Свиридова по-прежнему вывозила Маруську в лес. Но та уже не кричала. Просто ложилась на землю и смотрела на небо. А небо – это намного лучше, чем потолок. На небе у Маруськи был отец и никаких шагов, которые стоило бы ждать.
Через месяц Игорь написал заявление об уходе. Это было глупо и не вовремя, потому что как раз в апреле у него был запланирован стенд в Париже с брендом свиридовской галереи. Она уже показала его работы нескольким европейским художникам и критикам, и они были готовы взять его под свое крыло. Дизайнер из Нидерландов собирался даже предложить контракт. Госпоже Свиридовой и ее компании или лично Игорю, если все они вместе договорятся о деньгах – отчислениях, гонорарах или роялти по мере продаж его, Игоря, безусловно блестящих, и не только потому, что иных и ни с чем не сравнимых, а просто блестящих проектов.
Госпожа Свиридова вызвала его к себе в кабинет. Хотя, наверное, должна была пригласить в ресторан, поить, расслаблять, хвалить и уговаривать. Но в стенах кабинета она была госпожой. А в кафе могла бы оказаться провинциальной дурочкой, которая схарчила очередной талант.
– Это глупо, Игорь, – сказала госпожа Свиридова. – Это очень глупо, недальновидно, потому что такого шанса может больше не быть.
И он, этот Игорь, сопляк и гений, сказал ей: «Лена…»
– Знаете что, Лена, во-первых, вот деньги. Так что к Стене Плача я как-нибудь доберусь на свои. Во-вторых…
– Мне надо попросить прощения? – сухо спросила госпожа Свиридова. Сухо, строго и так отстраненно, чтобы ни в коем случае не откликнуться на Лену. Не поддаться.
Игорь качнул головой:
– Нет. Не за что. Я не буду с вами работать. А Маруське лучше.
– Спасибо, – сказала госпожа Свиридова. – Я подпишу заявление. Но на выставку надо поехать. Я переиграю. Не от моей галереи. Поедешь от Министерства культуры.
– Маруське лучше, – повторил он, уже стоя в дверях. Свиридова смотрела на него внимательно.

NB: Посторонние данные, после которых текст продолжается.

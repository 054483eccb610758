//! Patient Records Server
//!
//! HTTP API and command-line entry point over [`patient_records_core`].
//!
//! # Modules
//!
//! - [`api`]: axum router and handlers
//! - [`config`]: TOML/JSON configuration
//! - [`cli`]: clap command definitions
//! - [`telemetry`]: tracing subscriber setup

pub mod api;
pub mod cli;
pub mod config;
pub mod telemetry;

pub use api::{router, ApiError, AppState};
pub use config::{Config, ConfigError};

use patient_records_core::{AnyBackend, DocumentBackend, RecordStore, SchemaRules, StoreResult};
use tracing::{info, warn};

/// Open the configured backend and wrap it in a store.
pub fn open_store(config: &Config) -> StoreResult<RecordStore<AnyBackend>> {
    let backend = AnyBackend::open(config.storage.backend, &config.storage.path)?;
    Ok(RecordStore::new(
        backend,
        SchemaRules::for_variant(config.schema.variant),
    ))
}

/// Bind and serve the API until ctrl-c.
pub async fn serve(config: &Config) -> anyhow::Result<()> {
    let store = open_store(config)?;
    if config.storage.create_if_missing {
        store.init()?;
    } else if !store.backend().exists()? {
        warn!(
            path = %config.storage.path.display(),
            "No patient document found; run `init` or pass --create-missing"
        );
    }

    let app = router(AppState::new(store));
    let addr = config.bind_address();
    let listener = tokio::net::TcpListener::bind(&addr).await?;
    info!(
        %addr,
        backend = ?config.storage.backend,
        variant = ?config.schema.variant,
        "Patient records API listening"
    );

    axum::serve(listener, app)
        .with_graceful_shutdown(shutdown_signal())
        .await?;
    info!("Server stopped");
    Ok(())
}

async fn shutdown_signal() {
    if let Err(err) = tokio::signal::ctrl_c().await {
        warn!(error = %err, "Failed to listen for ctrl-c");
    }
}
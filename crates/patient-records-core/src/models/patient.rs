//! Patient record models.

use serde::{Deserialize, Serialize, Serializer};
use serde_json::{json, Map, Value};
use std::collections::BTreeMap;

use super::validation::{
    absolute_url, as_bool, as_integer, as_number, as_string, as_string_list, char_length,
    email, emergency_contact_satisfied, max_items, non_empty, within, Check, FieldReader,
    SchemaRules, ValidationError, MAX_ALLERGIES, MAX_HEIGHT_CM, MAX_WEIGHT_KG, NAME_MAX_CHARS,
    NAME_MIN_CHARS,
};
use super::vitals::{compute_bmi, Verdict};

/// Fields that are always recomputed and never taken from input.
pub const DERIVED_FIELDS: [&str; 2] = ["bmi", "verdict"];

#[derive(Debug, Clone, Copy, Serialize, Deserialize, PartialEq, Eq, Hash)]
pub enum Gender {
    Male,
    Female,
    Other,
}

impl Gender {
    fn parse(value: &Value) -> Check<Self> {
        match value.as_str() {
            Some("Male") => Ok(Gender::Male),
            Some("Female") => Ok(Gender::Female),
            Some("Other") => Ok(Gender::Other),
            _ => Err("must be one of Male, Female, Other".to_string()),
        }
    }
}

/// A structured postal address.
#[derive(Debug, Clone, Serialize, Deserialize, PartialEq, Eq)]
pub struct Address {
    pub address: String,
    pub city: String,
    pub state: String,
    pub zip: String,
    pub country: String,
}

/// The `address` field holds either a single line or a structured address.
#[derive(Debug, Clone, Serialize, Deserialize, PartialEq, Eq)]
#[serde(untagged)]
pub enum AddressField {
    Line(String),
    Structured(Address),
}

impl AddressField {
    /// Parse the `address` field, reporting nested failures as `address.<part>`.
    fn read(reader: &mut FieldReader<'_>) -> Option<Self> {
        match reader.value("address") {
            None => {
                reader.fail("address", "field required");
                None
            }
            Some(Value::String(line)) => Some(AddressField::Line(line.clone())),
            Some(Value::Object(parts)) => {
                let mut nested = FieldReader::new(parts);
                let address = nested.required("address", as_string);
                let city = nested.required("city", as_string);
                let state = nested.required("state", as_string);
                let zip = nested.required("zip", as_string);
                let country = nested.required("country", as_string);
                for violation in nested.into_error().violations() {
                    reader.fail(&format!("address.{}", violation.field), violation.reason.clone());
                }
                let (Some(address), Some(city), Some(state), Some(zip), Some(country)) =
                    (address, city, state, zip, country)
                else {
                    return None;
                };
                Some(AddressField::Structured(Address {
                    address,
                    city,
                    state,
                    zip,
                    country,
                }))
            }
            Some(_) => {
                reader.fail("address", "expected a string or an address object");
                None
            }
        }
    }
}

/// Uppercase a patient name. Idempotent.
pub fn normalize_name(name: &str) -> String {
    name.to_uppercase()
}

/// A validated patient record.
///
/// Only constructible through [`PatientRecord::parse`], so every instance
/// satisfies the field rules. `bmi` and `verdict` are computed from
/// `height` and `weight` on access and cannot be set.
#[derive(Debug, Clone, PartialEq)]
pub struct PatientRecord {
    id: String,
    name: String,
    email: String,
    linkedin: String,
    age: u32,
    married: Option<bool>,
    gender: Gender,
    address: AddressField,
    phone: String,
    city: String,
    contact: BTreeMap<String, String>,
    allergies: Option<Vec<String>>,
    height: f64,
    weight: f64,
}

impl PatientRecord {
    /// Validate untrusted input into a record.
    ///
    /// Any `bmi` or `verdict` present in `raw` is ignored.
    pub fn parse(raw: &Map<String, Value>, rules: &SchemaRules) -> Result<Self, ValidationError> {
        let mut reader = FieldReader::new(raw);
        let max_age = f64::from(rules.max_age);

        let id = reader.required("id", |v| as_string(v).and_then(non_empty));
        // Uppercasing can lengthen a name ("ß" -> "SS"), so the stored form
        // is bounded as well.
        let name = reader.required("name", |v| {
            as_string(v)
                .and_then(|s| char_length(s, NAME_MIN_CHARS, NAME_MAX_CHARS))
                .map(|s| normalize_name(&s))
                .and_then(|s| char_length(s, NAME_MIN_CHARS, NAME_MAX_CHARS))
        });
        let email = reader.required("email", |v| as_string(v).and_then(|s| email(s, rules)));
        let linkedin = reader.required("linkedin", |v| as_string(v).and_then(absolute_url));
        let age = reader.required("age", |v| {
            as_integer(v)
                .and_then(|n| within(n as f64, 0.0, max_age))
                .map(|n| n as u32)
        });
        let married = reader.optional("married", as_bool);
        let gender = reader.required("gender", Gender::parse);
        let address = AddressField::read(&mut reader);
        let phone = reader.required("phone", as_string);
        let city = reader.required("city", as_string);
        let contact = reader.required("contact", parse_contact);
        let allergies = reader.optional("allergies", |v| {
            as_string_list(v).and_then(|items| max_items(items, MAX_ALLERGIES))
        });
        let height = reader.required("height", |v| {
            as_number(v).and_then(|h| within(h, 0.0, MAX_HEIGHT_CM))
        });
        let weight = reader.required("weight", |v| {
            as_number(v).and_then(|w| within(w, 0.0, MAX_WEIGHT_KG))
        });

        if !emergency_contact_satisfied(raw) {
            reader.fail("contact", "missing emergency contact");
        }
        if !reader.is_clean() {
            return Err(reader.into_error());
        }

        let (
            Some(id),
            Some(name),
            Some(email),
            Some(linkedin),
            Some(age),
            Some(married),
            Some(gender),
            Some(address),
            Some(phone),
            Some(city),
            Some(contact),
            Some(allergies),
            Some(height),
            Some(weight),
        ) = (
            id, name, email, linkedin, age, married, gender, address, phone, city, contact,
            allergies, height, weight,
        )
        else {
            return Err(reader.into_error());
        };

        Ok(Self {
            id,
            name,
            email,
            linkedin,
            age,
            married,
            gender,
            address,
            phone,
            city,
            contact,
            allergies,
            height,
            weight,
        })
    }

    /// Parse a stored entry, which is keyed by id and carries no `id` field.
    pub fn from_stored(
        id: &str,
        fields: &Map<String, Value>,
        rules: &SchemaRules,
    ) -> Result<Self, ValidationError> {
        let mut raw = fields.clone();
        raw.insert("id".to_string(), Value::String(id.to_string()));
        Self::parse(&raw, rules)
    }

    pub fn id(&self) -> &str {
        &self.id
    }

    /// Upper-cased name.
    pub fn name(&self) -> &str {
        &self.name
    }

    pub fn email(&self) -> &str {
        &self.email
    }

    pub fn linkedin(&self) -> &str {
        &self.linkedin
    }

    pub fn age(&self) -> u32 {
        self.age
    }

    pub fn married(&self) -> Option<bool> {
        self.married
    }

    pub fn gender(&self) -> Gender {
        self.gender
    }

    pub fn address(&self) -> &AddressField {
        &self.address
    }

    pub fn phone(&self) -> &str {
        &self.phone
    }

    pub fn city(&self) -> &str {
        &self.city
    }

    pub fn contact(&self) -> &BTreeMap<String, String> {
        &self.contact
    }

    pub fn allergies(&self) -> Option<&[String]> {
        self.allergies.as_deref()
    }

    /// Height in centimetres.
    pub fn height(&self) -> f64 {
        self.height
    }

    /// Weight in kilograms.
    pub fn weight(&self) -> f64 {
        self.weight
    }

    pub fn bmi(&self) -> f64 {
        compute_bmi(self.height, self.weight)
    }

    pub fn verdict(&self) -> Verdict {
        Verdict::from_bmi(self.bmi())
    }

    /// Fields as persisted in the store document: no `id`, derived fields
    /// included.
    pub fn to_stored(&self) -> Map<String, Value> {
        [
            ("name", json!(self.name)),
            ("email", json!(self.email)),
            ("linkedin", json!(self.linkedin)),
            ("age", json!(self.age)),
            ("married", json!(self.married)),
            ("gender", json!(self.gender)),
            ("address", json!(self.address)),
            ("phone", json!(self.phone)),
            ("city", json!(self.city)),
            ("contact", json!(self.contact)),
            ("allergies", json!(self.allergies)),
            ("height", json!(self.height)),
            ("weight", json!(self.weight)),
            ("bmi", json!(self.bmi())),
            ("verdict", json!(self.verdict())),
        ]
        .into_iter()
        .map(|(key, value)| (key.to_string(), value))
        .collect()
    }

    /// Full representation including `id`.
    pub fn to_json(&self) -> Map<String, Value> {
        let mut fields = Map::new();
        fields.insert("id".to_string(), Value::String(self.id.clone()));
        fields.extend(self.to_stored());
        fields
    }

    /// JSON value of a named field, derived fields included.
    pub fn field_value(&self, field: &str) -> Option<Value> {
        if field == "id" {
            return Some(Value::String(self.id.clone()));
        }
        self.to_stored().remove(field)
    }
}

impl Serialize for PatientRecord {
    fn serialize<S: Serializer>(&self, serializer: S) -> Result<S::Ok, S::Error> {
        self.to_json().serialize(serializer)
    }
}

fn parse_contact(value: &Value) -> Check<BTreeMap<String, String>> {
    let entries = value
        .as_object()
        .ok_or_else(|| "expected an object of strings".to_string())?;
    entries
        .iter()
        .map(|(key, v)| match v.as_str() {
            Some(s) => Ok((key.clone(), s.to_string())),
            None => Err(format!("value for '{}' must be a string", key)),
        })
        .collect()
}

Раньше она его никогда не разглядывала, как не разглядывала своих сотрудников и коллег. Свиридова вообще умела и любила смотреть только на снимки, а не на людей. Но его, Игоря, почему-то захотелось увидеть.
Веснушки, на левой щеке ямочка, крупные руки, хорошие руки, руки скульптора, очки… Очки помешали ей понять, какого цвета у него глаза.
– Маруська сказала, что теперь, после всего, старой или молодой, замужней или влюбленной, плодоносящей или кормящей, с болезнью Паркинсона и вставной челюстью… всегда и в любом состоянии она будет мне должна. Двадцать ознобов. С процентами, которые могут набежать к тому времени. Ей можно верить?
– Я не знаю, – честно сказала госпожа Свиридова.
– А еще мне все-таки удалось ее рассмешить.
– Судя по обещанию и вставной челюсти – да.
Дома у Свиридовой не было ни одной фотографии мужа. Книг его не было тоже. Она отдала их Маруське. Потому что Свиридовой не надо было. Все стихи она помнила наизусть. А листать страницы… Зачем?
Чтобы увидеть его, пришлось ехать на кладбище. Через пробки, в сумерки. К счастью, они не успели опуститься стремительно, поэтому Свиридова смогла разглядеть его лицо. Привычно потрогать мрамор.